Kentucky can’t afford to linger over the heartbreak of their 34-17 loss to Georgia Saturday afternoon with the SEC East title on the line. The proving ground of Knoxville has not been historically kind to the Wildcats, and if Kentucky wants to restore its momentum to a potential 10-2 season — one which still could include a New Year’s Six bowl appearance — they’ve got to hold back not only the Vols, but a daunting tradition.

After division play was instituted by the SEC in 1992, the path to Atlanta (and the potential SEC title) ran through Gainesville or Knoxville. It took until the 11th installment of the SEC Championship Game for Georgia to break up the UT/UF monopoly in the East. To this day  even after Lane Kiffin, Derek Dooley, Butch Jones, Ron Zook and Jim McElwain  of the 27 installments of the SEC East race, UF or UT has claimed 17 titles.

During the era of divisional play, Kentucky has now finally beaten Florida once and taken down the Vols twice — in 2011 and 2017. The fact that UK is 3-52 in those games doesn’t tell half the story. What does? How about this: 73-7, 65-0, 44-10, 63-5, 41-7, 38-0 and 45-7? Or 48-0, 52-0, 56-10 and 50-16? Those are all losses Kentucky has suffered to UF (the first group) or UT (the second group) since 1992.

Credit: Randy Sartin-USA TODAY Sports

That 34-17 loss to Georgia was a tough one.
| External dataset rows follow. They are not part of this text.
use serde::Serialize;
use std::error::Error as StdError;
use std::fmt::{Display, Formatter};
use std::ops::Deref;

const DEFAULT_CODE: &str = "internal_error";
const DEFAULT_MESSAGE: &str = "Operation failed";
const RELEASE_REDACTED_CAUSE: &str = "details hidden, see logs";

/// Coarse failure classes surfaced to the caller of a reception.
///
/// Every error code raised by the pipeline belongs to exactly one kind; the
/// kind is derived from the code prefix so that new codes cannot drift out of
/// the taxonomy.
#[derive(Debug, Clone, Copy, PartialEq, Eq, Serialize)]
#[serde(rename_all = "snake_case")]
pub enum FailureKind {
    Transport,
    Integrity,
    Classification,
    Extraction,
    Registration,
    CatalogDivergence,
    Internal,
}

impl FailureKind {
    pub fn as_str(self) -> &'static str {
        match self {
            Self::Transport => "transport",
            Self::Integrity => "integrity",
            Self::Classification => "classification",
            Self::Extraction => "extraction",
            Self::Registration => "registration",
            Self::CatalogDivergence => "catalog_divergence",
            Self::Internal => "internal",
        }
    }

    pub fn from_code(code: &str) -> Self {
        if code == "catalog_divergence" {
            return Self::CatalogDivergence;
        }
        match code.split('_').next().unwrap_or_default() {
            "transport" => Self::Transport,
            "integrity" => Self::Integrity,
            "classify" => Self::Classification,
            "extract" | "archive" | "policy" => Self::Extraction,
            "registration" => Self::Registration,
            _ => Self::Internal,
        }
    }
}

#[derive(Debug, Clone, PartialEq, Eq, Serialize)]
#[serde(rename_all = "camelCase", tag = "reason")]
pub enum IntegrityFailure {
    SizeMismatch { expected: u64, actual: u64 },
    HashMismatch { expected: String, actual: String },
    MissingFile,
}

impl IntegrityFailure {
    pub fn code(&self) -> &'static str {
        match self {
            Self::SizeMismatch { .. } => "integrity_size_mismatch",
            Self::HashMismatch { .. } => "integrity_hash_mismatch",
            Self::MissingFile => "integrity_missing_file",
        }
    }

    pub fn reason(&self) -> String {
        match self {
            Self::SizeMismatch { expected, actual } => {
                format!("size mismatch: expected {expected} bytes, received {actual}")
            }
            Self::HashMismatch { .. } => "content hash mismatch".to_string(),
            Self::MissingFile => "downloaded file is missing".to_string(),
        }
    }
}

impl Display for IntegrityFailure {
    fn fmt(&self, f: &mut Formatter<'_>) -> std::fmt::Result {
        f.write_str(self.reason().as_str())
    }
}

impl StdError for IntegrityFailure {}

#[derive(Debug, Clone, Serialize)]
#[serde(rename_all = "camelCase")]
pub struct ErrorContextItem {
    pub key: String,
    pub value: String,
}

#[derive(Debug, Clone, Serialize)]
#[serde(rename_all = "camelCase")]
pub struct AppErrorPayload {
    pub code: String,
    pub message: String,
    #[serde(default, skip_serializing_if = "Vec::is_empty")]
    pub context: Vec<ErrorContextItem>,
    #[serde(default, skip_serializing_if = "Vec::is_empty")]
    pub causes: Vec<String>,
}

#[derive(Debug, Clone, Serialize)]
#[serde(transparent)]
pub struct AppError(Box<AppErrorPayload>);

/// Serialisable view of an [`AppError`] handed to outer layers.
#[derive(Debug, Clone, Serialize)]
#[serde(rename_all = "camelCase")]
pub struct InvokeError {
    pub code: String,
    pub kind: FailureKind,
    pub message: String,
    #[serde(default, skip_serializing_if = "Vec::is_empty")]
    pub context: Vec<ErrorContextItem>,
    #[serde(default, skip_serializing_if = "Vec::is_empty")]
    pub causes: Vec<String>,
}

impl AppError {
    pub fn new(code: impl Into<String>, message: impl Into<String>) -> Self {
        Self(Box::new(AppErrorPayload {
            code: code.into(),
            message: message.into(),
            context: Vec::new(),
            causes: Vec::new(),
        }))
    }

    pub fn kind(&self) -> FailureKind {
        FailureKind::from_code(self.0.code.as_str())
    }

    pub fn with_code(mut self, code: impl Into<String>, message: impl Into<String>) -> Self {
        self.0.code = code.into();
        self.0.message = message.into();
        self
    }

    pub fn with_context(mut self, key: impl Into<String>, value: impl Into<String>) -> Self {
        self.0.context.push(ErrorContextItem {
            key: key.into(),
            value: value.into(),
        });
        self
    }

    pub fn context_value(&self, key: &str) -> Option<&str> {
        self.0
            .context
            .iter()
            .find(|item| item.key == key)
            .map(|item| item.value.as_str())
    }

    pub fn with_cause(mut self, cause: impl Into<String>) -> Self {
        let cause = cause.into();
        if !cause.trim().is_empty() {
            self.0.causes.push(cause);
        }
        self
    }

    pub fn with_source<E>(mut self, error: E) -> Self
    where
        E: StdError + Send + Sync + 'static,
    {
        self.put_context_if_absent("sourceType", std::any::type_name::<E>().to_string());
        let chain = collect_std_error_chain(&error);
        if !chain.is_empty() {
            self.put_context_if_absent("sourceChainDepth", chain.len().to_string());
        }
        chain
            .into_iter()
            .fold(self, |error, cause| error.with_cause(cause))
    }

    pub fn from_anyhow(error: anyhow::Error) -> Self {
        if let Some(app_error) = error.downcast_ref::<Self>() {
            return app_error.clone();
        }

        Self(Box::new(AppErrorPayload {
            code: DEFAULT_CODE.to_string(),
            message: DEFAULT_MESSAGE.to_string(),
            context: Vec::new(),
            causes: collect_error_chain(&error),
        }))
    }

    /// One-line human readable text for terminal notifications.
    pub fn user_message(&self) -> String {
        match self.0.causes.first() {
            Some(cause) if cfg!(debug_assertions) => format!("{} ({cause})", self.0.message),
            _ => self.0.message.clone(),
        }
    }

    fn put_context_if_absent(&mut self, key: impl Into<String>, value: impl Into<String>) {
        let key = key.into();
        if self.0.context.iter().any(|item| item.key == key) {
            return;
        }
        self.0.context.push(ErrorContextItem {
            key,
            value: value.into(),
        });
    }
}

impl Deref for AppError {
    type Target = AppErrorPayload;

    fn deref(&self) -> &Self::Target {
        self.0.as_ref()
    }
}

fn collect_error_chain(error: &anyhow::Error) -> Vec<String> {
    let mut causes = Vec::new();
    for cause in error.chain() {
        let text = cause.to_string();
        if text.trim().is_empty() {
            continue;
        }

        if causes.last().is_some_and(|last| last == &text) {
            continue;
        }
        causes.push(text);
    }
    causes
}

fn collect_std_error_chain(error: &(dyn StdError + 'static)) -> Vec<String> {
    let mut causes = Vec::new();
    let mut current: Option<&(dyn StdError + 'static)> = Some(error);
    while let Some(cause) = current {
        let text = cause.to_string();
        if !text.trim().is_empty() && causes.last().is_none_or(|last| last != &text) {
            causes.push(text);
        }
        current = cause.source();
    }
    causes
}

fn visible_causes_for_mode(causes: Vec<String>) -> Vec<String> {
    if cfg!(debug_assertions) {
        return causes;
    }

    match causes.into_iter().next() {
        Some(first) => vec![sanitize_cause_for_release(&first)],
        None => Vec::new(),
    }
}

fn sanitize_cause_for_release(cause: &str) -> String {
    let normalized = cause.replace('\n', " ").trim().to_string();
    if normalized.is_empty() {
        return RELEASE_REDACTED_CAUSE.to_string();
    }

    let lower = normalized.to_ascii_lowercase();
    if lower.contains("token") || lower.contains("password") || lower.contains("secret") {
        return RELEASE_REDACTED_CAUSE.to_string();
    }

    // paths leak the receiving node's layout
    if normalized.contains('/') || normalized.contains('\\') || normalized.len() > 220 {
        return RELEASE_REDACTED_CAUSE.to_string();
    }

    normalized
}

impl Display for AppError {
    fn fmt(&self, f: &mut Formatter<'_>) -> std::fmt::Result {
        write!(f, "{}: {}", self.code, self.message)
    }
}

impl StdError for AppError {}

impl Display for InvokeError {
    fn fmt(&self, f: &mut Formatter<'_>) -> std::fmt::Result {
        write!(f, "{}: {}", self.code, self.message)
    }
}

impl StdError for InvokeError {}

impl From<anyhow::Error> for AppError {
    fn from(value: anyhow::Error) -> Self {
        Self::from_anyhow(value)
    }
}

impl From<IntegrityFailure> for AppError {
    fn from(value: IntegrityFailure) -> Self {
        let error = Self::new(value.code(), value.reason());
        match value {
            IntegrityFailure::SizeMismatch { expected, actual } => error
                .with_context("expectedBytes", expected.to_string())
                .with_context("actualBytes", actual.to_string()),
            IntegrityFailure::HashMismatch { expected, actual } => error
                .with_context("expectedHash", expected)
                .with_context("actualHash", actual),
            IntegrityFailure::MissingFile => error,
        }
    }
}

impl From<AppError> for InvokeError {
    fn from(value: AppError) -> Self {
        let kind = value.kind();
        let AppErrorPayload {
            code,
            message,
            context,
            causes,
        } = *value.0;

        Self {
            code,
            kind,
            message,
            context,
            causes: visible_causes_for_mode(causes),
        }
    }
}

pub trait ResultExt<T> {
    fn with_code(self, code: impl Into<String>, message: impl Into<String>) -> AppResult<T>;
    fn with_ctx(self, key: impl Into<String>, value: impl Into<String>) -> AppResult<T>;
}

impl<T, E> ResultExt<T> for Result<T, E>
where
    E: Into<anyhow::Error>,
{
    fn with_code(self, code: impl Into<String>, message: impl Into<String>) -> AppResult<T> {
        let code = code.into();
        let message = message.into();
        self.map_err(|error| AppError::from_anyhow(error.into()).with_code(code, message))
    }

    fn with_ctx(self, key: impl Into<String>, value: impl Into<String>) -> AppResult<T> {
        let key = key.into();
        let value = value.into();
        self.map_err(|error| AppError::from_anyhow(error.into()).with_context(key, value))
    }
}

pub type AppResult<T> = Result<T, AppError>;

#[cfg(test)]
#[path = "../tests/protocol/errors_tests.rs"]
mod tests;
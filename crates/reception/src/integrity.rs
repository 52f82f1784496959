use std::io::Read;
use std::path::Path;

use anyhow::Context;
use pkgrecv_logging::sanitize_path;
use sha2::{Digest, Sha256};

use crate::{AppError, AppResult, IntegrityFailure, ResultExt};

const HASH_BUFFER_LEN: usize = 1024 * 1024;

/// Lowercase hex SHA-256 of the file, the digest senders announce.
pub fn file_hash_hex(path: &Path) -> AppResult<String> {
    let mut file = std::fs::File::open(path)
        .with_context(|| format!("open file for hashing: {}", path.display()))
        .with_code("integrity_read_failed", "Failed to read received file")
        .with_ctx("path", sanitize_path(path))?;
    let mut hasher = Sha256::new();
    let mut buffer = vec![0u8; HASH_BUFFER_LEN];
    loop {
        let read_count = file
            .read(buffer.as_mut_slice())
            .with_context(|| format!("read file for hashing: {}", path.display()))
            .with_code("integrity_read_failed", "Failed to read received file")
            .with_ctx("path", sanitize_path(path))?;
        if read_count == 0 {
            break;
        }
        hasher.update(&buffer[..read_count]);
    }
    Ok(hex::encode(hasher.finalize()))
}

pub fn hashes_match(expected: &str, actual: &str) -> bool {
    expected.trim().eq_ignore_ascii_case(actual.trim())
}

/// Checks a completed download against the size and hash announced by the
/// sender. `expected_length == 0` skips the size check and an empty
/// `expected_hash` skips the hash check.
///
/// Read-only: the file is never modified or removed here.
pub fn verify_download(path: &Path, expected_length: u64, expected_hash: &str) -> AppResult<()> {
    let metadata = match std::fs::metadata(path) {
        Ok(metadata) if metadata.is_file() => metadata,
        _ => return Err(AppError::from(IntegrityFailure::MissingFile)),
    };

    if expected_length > 0 && metadata.len() != expected_length {
        return Err(IntegrityFailure::SizeMismatch {
            expected: expected_length,
            actual: metadata.len(),
        }
        .into());
    }

    if expected_hash.trim().is_empty() {
        tracing::warn!(
            event = "integrity_hash_unannounced",
            path = %sanitize_path(path),
        );
        return Ok(());
    }

    let actual = file_hash_hex(path)?;
    if !hashes_match(expected_hash, actual.as_str()) {
        return Err(IntegrityFailure::HashMismatch {
            expected: expected_hash.trim().to_ascii_lowercase(),
            actual,
        }
        .into());
    }

    tracing::debug!(
        event = "integrity_verified",
        path = %sanitize_path(path),
        size_bytes = metadata.len(),
    );
    Ok(())
}

#[cfg(test)]
#[path = "../tests/reception/integrity_tests.rs"]
mod tests;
But it ignores the fact that UK has spent much of the last two and a half decades not being able to see being within 17 points of UT or UF without a telescope.

Before UK can act on its hopes to move into the East winner’s circle and remain in the upper echelon of college football, it needs to slay the ghosts of seasons past, when the SEC East was UF, UT, sometimes UGA and then everybody else.

The new coaches and difficulties of transition underline the fact that right now, it wouldn’t take much to consign UF and UT (at least temporarily) to the ranks of everybody else. Various preseason prognosticators advanced the causes of South Carolina or Missouri or maybe even Vanderbilt to move into the hole in the SEC power struggle that remained. But none of them have, Missouri’s impressive win Saturday over Florida aside.

Kentucky last won in Knoxville in 1984. The Wildcats last beat UT and UF in the same season in 1977. They last won in Gainesville and Knoxville in the same season … well, actually, never.

This Kentucky team has already surprised the college football establishment, clinching the team’s first winning SEC season since that 1977 team that went 10-1. Their next win will be the most the team has had in a regular season since 1984’s 8-3 squad. If Kentucky wins out — and after the trip to Knoxville, the remaining schedule looks pretty calm (Middle Tennessee and at a humiliating Louisville team) — the Wildcats could equal the 1950 team’s 11-win season with a successful bowl appearance.

After a couple of decades in college football’s cellar, the Wildcats are poised to finish off a season to remember, even if it doesn’t include a division title. But first, they’ve got to take care of business. After a season in which the Wildcats have picked up four SEC wins as underdogs, they’ll find themselves in an unusual spot — an unlikely favorite in Knoxville, looking to take care of business instead of shock the world.